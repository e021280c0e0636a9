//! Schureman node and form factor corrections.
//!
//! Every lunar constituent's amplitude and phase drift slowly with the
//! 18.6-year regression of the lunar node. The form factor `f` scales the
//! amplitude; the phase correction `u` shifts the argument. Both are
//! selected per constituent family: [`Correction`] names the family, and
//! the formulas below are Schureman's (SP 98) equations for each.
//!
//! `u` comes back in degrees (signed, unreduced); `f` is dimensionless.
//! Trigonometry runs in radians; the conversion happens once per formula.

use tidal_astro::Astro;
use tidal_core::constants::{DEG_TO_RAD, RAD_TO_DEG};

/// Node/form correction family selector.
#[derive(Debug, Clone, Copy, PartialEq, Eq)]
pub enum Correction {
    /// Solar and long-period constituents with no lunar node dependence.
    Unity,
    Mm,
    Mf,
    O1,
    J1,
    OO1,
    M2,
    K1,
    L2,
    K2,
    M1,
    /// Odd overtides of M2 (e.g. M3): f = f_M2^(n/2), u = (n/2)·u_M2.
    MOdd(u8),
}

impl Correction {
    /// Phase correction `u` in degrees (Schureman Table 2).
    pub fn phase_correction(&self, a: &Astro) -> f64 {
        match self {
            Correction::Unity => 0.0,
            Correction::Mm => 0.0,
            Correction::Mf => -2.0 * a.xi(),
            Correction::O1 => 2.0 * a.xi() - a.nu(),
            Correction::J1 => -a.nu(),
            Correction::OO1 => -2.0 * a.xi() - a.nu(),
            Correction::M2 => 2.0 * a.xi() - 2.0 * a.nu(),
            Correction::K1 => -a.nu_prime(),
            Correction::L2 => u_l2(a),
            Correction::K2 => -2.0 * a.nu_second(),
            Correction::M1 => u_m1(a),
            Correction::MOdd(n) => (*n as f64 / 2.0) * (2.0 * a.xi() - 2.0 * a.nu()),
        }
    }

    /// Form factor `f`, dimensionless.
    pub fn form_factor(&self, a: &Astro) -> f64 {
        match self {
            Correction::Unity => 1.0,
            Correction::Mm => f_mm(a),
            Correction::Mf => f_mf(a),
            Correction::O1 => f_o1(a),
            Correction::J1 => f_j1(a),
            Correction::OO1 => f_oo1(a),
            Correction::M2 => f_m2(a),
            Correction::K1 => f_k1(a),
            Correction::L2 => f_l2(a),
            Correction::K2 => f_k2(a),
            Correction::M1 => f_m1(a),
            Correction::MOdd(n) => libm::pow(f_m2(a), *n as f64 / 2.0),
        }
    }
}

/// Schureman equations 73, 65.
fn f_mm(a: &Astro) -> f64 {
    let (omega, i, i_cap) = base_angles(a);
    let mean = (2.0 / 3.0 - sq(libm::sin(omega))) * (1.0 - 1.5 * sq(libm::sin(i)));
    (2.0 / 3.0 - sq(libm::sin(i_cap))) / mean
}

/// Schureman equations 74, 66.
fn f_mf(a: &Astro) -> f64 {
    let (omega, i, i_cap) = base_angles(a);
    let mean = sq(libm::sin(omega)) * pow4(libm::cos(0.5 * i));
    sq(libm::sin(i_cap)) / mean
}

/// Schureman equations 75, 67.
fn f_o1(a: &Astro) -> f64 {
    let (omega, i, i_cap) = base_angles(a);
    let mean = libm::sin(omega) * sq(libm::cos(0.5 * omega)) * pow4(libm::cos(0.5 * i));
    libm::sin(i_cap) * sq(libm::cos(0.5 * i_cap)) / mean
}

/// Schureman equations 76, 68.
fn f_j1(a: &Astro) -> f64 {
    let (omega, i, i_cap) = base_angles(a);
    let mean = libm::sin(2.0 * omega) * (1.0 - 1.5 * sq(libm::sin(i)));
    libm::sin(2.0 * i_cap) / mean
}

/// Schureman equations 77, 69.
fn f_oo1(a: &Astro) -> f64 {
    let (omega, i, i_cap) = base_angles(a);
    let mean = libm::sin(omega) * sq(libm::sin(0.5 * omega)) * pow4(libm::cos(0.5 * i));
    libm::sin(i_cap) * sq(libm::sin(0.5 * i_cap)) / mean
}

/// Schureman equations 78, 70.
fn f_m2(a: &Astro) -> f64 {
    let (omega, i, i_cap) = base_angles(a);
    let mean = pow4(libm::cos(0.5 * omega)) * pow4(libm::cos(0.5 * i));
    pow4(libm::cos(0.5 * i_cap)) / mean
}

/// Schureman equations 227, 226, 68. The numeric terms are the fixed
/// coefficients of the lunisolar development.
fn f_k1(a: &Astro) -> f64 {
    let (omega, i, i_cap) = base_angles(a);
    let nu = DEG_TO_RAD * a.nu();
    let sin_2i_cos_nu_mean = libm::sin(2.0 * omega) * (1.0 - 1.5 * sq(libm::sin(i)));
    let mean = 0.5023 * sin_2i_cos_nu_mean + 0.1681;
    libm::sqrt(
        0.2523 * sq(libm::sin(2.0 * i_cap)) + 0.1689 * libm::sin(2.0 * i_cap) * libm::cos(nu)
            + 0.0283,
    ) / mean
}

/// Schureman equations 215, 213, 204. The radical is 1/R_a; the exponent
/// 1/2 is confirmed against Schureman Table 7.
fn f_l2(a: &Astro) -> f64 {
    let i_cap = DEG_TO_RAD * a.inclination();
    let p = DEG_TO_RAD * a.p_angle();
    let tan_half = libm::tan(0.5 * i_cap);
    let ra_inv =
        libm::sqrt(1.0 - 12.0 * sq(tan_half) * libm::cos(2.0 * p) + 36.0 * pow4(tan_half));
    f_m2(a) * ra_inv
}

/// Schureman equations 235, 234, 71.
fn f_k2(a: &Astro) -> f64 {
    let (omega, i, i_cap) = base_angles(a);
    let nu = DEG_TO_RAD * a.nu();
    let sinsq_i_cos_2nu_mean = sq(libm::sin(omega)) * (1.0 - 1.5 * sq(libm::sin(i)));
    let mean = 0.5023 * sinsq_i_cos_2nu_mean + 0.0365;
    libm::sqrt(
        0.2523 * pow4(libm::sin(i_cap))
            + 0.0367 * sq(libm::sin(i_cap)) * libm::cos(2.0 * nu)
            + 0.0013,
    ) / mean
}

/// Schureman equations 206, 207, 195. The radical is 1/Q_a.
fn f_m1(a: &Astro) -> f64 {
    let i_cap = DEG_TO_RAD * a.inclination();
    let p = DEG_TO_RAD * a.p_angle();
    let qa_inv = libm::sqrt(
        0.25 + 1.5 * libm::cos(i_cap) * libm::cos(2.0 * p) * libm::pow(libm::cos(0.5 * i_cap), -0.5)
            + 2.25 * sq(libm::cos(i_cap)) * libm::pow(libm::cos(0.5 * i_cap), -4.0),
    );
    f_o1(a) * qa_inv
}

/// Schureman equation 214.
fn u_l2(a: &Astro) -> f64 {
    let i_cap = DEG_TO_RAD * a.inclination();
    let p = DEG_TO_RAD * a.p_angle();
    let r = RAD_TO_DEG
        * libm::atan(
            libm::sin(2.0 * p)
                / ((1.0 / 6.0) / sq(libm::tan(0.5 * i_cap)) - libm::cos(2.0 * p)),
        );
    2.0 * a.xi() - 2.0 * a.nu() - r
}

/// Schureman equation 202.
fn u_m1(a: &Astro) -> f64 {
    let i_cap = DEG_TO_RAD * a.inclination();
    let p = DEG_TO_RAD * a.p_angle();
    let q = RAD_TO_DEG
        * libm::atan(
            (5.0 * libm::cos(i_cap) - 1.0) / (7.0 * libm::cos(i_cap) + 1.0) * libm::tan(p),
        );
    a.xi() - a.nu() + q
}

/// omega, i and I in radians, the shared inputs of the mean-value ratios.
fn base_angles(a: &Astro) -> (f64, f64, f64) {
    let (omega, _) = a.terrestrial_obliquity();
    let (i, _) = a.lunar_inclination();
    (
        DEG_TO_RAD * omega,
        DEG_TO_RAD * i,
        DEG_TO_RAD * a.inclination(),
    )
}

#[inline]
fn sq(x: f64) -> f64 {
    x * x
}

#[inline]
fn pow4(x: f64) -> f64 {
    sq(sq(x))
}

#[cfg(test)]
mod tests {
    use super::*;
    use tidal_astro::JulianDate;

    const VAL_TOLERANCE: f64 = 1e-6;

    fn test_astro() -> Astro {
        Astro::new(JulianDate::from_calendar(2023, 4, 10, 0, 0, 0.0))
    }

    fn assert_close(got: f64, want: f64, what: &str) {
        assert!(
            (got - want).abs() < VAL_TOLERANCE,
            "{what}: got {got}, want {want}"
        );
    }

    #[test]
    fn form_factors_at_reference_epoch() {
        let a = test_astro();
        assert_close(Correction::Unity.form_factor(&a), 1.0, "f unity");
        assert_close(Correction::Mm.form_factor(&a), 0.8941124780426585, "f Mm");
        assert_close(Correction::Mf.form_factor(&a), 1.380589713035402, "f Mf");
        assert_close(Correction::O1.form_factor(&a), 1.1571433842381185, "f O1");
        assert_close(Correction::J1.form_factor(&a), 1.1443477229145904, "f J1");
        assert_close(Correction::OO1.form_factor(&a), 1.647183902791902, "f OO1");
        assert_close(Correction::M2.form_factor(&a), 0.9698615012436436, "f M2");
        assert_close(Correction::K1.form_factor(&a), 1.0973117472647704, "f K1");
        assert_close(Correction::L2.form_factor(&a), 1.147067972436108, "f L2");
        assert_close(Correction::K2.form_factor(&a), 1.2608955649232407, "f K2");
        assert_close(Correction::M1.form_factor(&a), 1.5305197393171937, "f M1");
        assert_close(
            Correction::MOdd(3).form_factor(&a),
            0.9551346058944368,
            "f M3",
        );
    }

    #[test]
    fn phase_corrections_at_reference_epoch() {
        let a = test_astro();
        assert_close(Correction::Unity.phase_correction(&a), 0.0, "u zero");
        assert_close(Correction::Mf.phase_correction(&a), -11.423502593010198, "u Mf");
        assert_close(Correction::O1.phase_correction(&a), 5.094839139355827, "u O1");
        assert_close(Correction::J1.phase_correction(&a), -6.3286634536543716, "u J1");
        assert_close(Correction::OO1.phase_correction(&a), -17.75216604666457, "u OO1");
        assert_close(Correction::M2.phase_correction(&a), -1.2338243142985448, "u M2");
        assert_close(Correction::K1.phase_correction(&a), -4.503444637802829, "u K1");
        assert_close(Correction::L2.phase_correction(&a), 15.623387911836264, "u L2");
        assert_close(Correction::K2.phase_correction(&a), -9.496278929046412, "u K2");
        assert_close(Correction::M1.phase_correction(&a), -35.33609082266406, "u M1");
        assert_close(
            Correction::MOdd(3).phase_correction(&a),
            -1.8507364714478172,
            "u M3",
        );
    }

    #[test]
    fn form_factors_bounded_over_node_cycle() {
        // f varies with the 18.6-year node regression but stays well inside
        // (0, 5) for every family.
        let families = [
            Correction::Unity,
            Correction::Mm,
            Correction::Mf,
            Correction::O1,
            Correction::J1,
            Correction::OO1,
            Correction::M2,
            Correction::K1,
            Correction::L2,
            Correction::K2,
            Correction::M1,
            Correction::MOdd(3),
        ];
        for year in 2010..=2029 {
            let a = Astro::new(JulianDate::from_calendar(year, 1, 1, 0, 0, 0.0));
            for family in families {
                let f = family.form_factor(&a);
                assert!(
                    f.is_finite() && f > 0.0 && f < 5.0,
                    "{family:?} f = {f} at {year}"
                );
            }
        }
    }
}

▬▬▬

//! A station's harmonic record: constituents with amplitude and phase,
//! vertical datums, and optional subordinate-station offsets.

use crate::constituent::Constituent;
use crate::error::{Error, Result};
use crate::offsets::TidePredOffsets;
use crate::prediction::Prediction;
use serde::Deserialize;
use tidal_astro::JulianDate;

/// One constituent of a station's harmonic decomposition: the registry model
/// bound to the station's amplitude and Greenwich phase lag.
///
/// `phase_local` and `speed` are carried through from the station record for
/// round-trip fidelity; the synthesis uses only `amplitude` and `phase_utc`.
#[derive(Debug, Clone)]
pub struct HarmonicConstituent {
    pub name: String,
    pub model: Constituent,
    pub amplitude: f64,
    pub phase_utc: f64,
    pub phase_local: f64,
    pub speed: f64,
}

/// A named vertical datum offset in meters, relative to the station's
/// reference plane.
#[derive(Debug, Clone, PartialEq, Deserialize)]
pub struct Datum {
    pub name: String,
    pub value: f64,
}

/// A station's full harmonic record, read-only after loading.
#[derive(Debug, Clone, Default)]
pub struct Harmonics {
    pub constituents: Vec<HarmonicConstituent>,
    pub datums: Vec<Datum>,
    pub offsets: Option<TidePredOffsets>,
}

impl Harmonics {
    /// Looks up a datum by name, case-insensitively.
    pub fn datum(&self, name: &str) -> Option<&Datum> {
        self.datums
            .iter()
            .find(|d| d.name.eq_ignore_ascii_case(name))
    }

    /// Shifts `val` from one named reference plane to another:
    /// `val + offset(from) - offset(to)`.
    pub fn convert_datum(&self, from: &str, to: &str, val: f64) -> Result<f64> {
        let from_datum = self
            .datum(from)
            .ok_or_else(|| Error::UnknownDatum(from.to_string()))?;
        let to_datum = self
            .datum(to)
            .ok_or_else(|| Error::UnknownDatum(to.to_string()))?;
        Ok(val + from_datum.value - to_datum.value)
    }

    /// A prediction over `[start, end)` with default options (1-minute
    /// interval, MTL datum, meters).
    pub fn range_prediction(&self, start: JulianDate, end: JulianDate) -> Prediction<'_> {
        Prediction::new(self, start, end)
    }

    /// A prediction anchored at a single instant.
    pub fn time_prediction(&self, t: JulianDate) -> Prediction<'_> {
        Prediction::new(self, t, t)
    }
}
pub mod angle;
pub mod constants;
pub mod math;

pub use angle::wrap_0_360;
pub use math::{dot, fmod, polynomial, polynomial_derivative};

▬▬▬

[WORK ITEM]
Each line of the material above that includes the word "value" counts once; give the total number alone.

[ANSWER TO THE PROBLEM]
3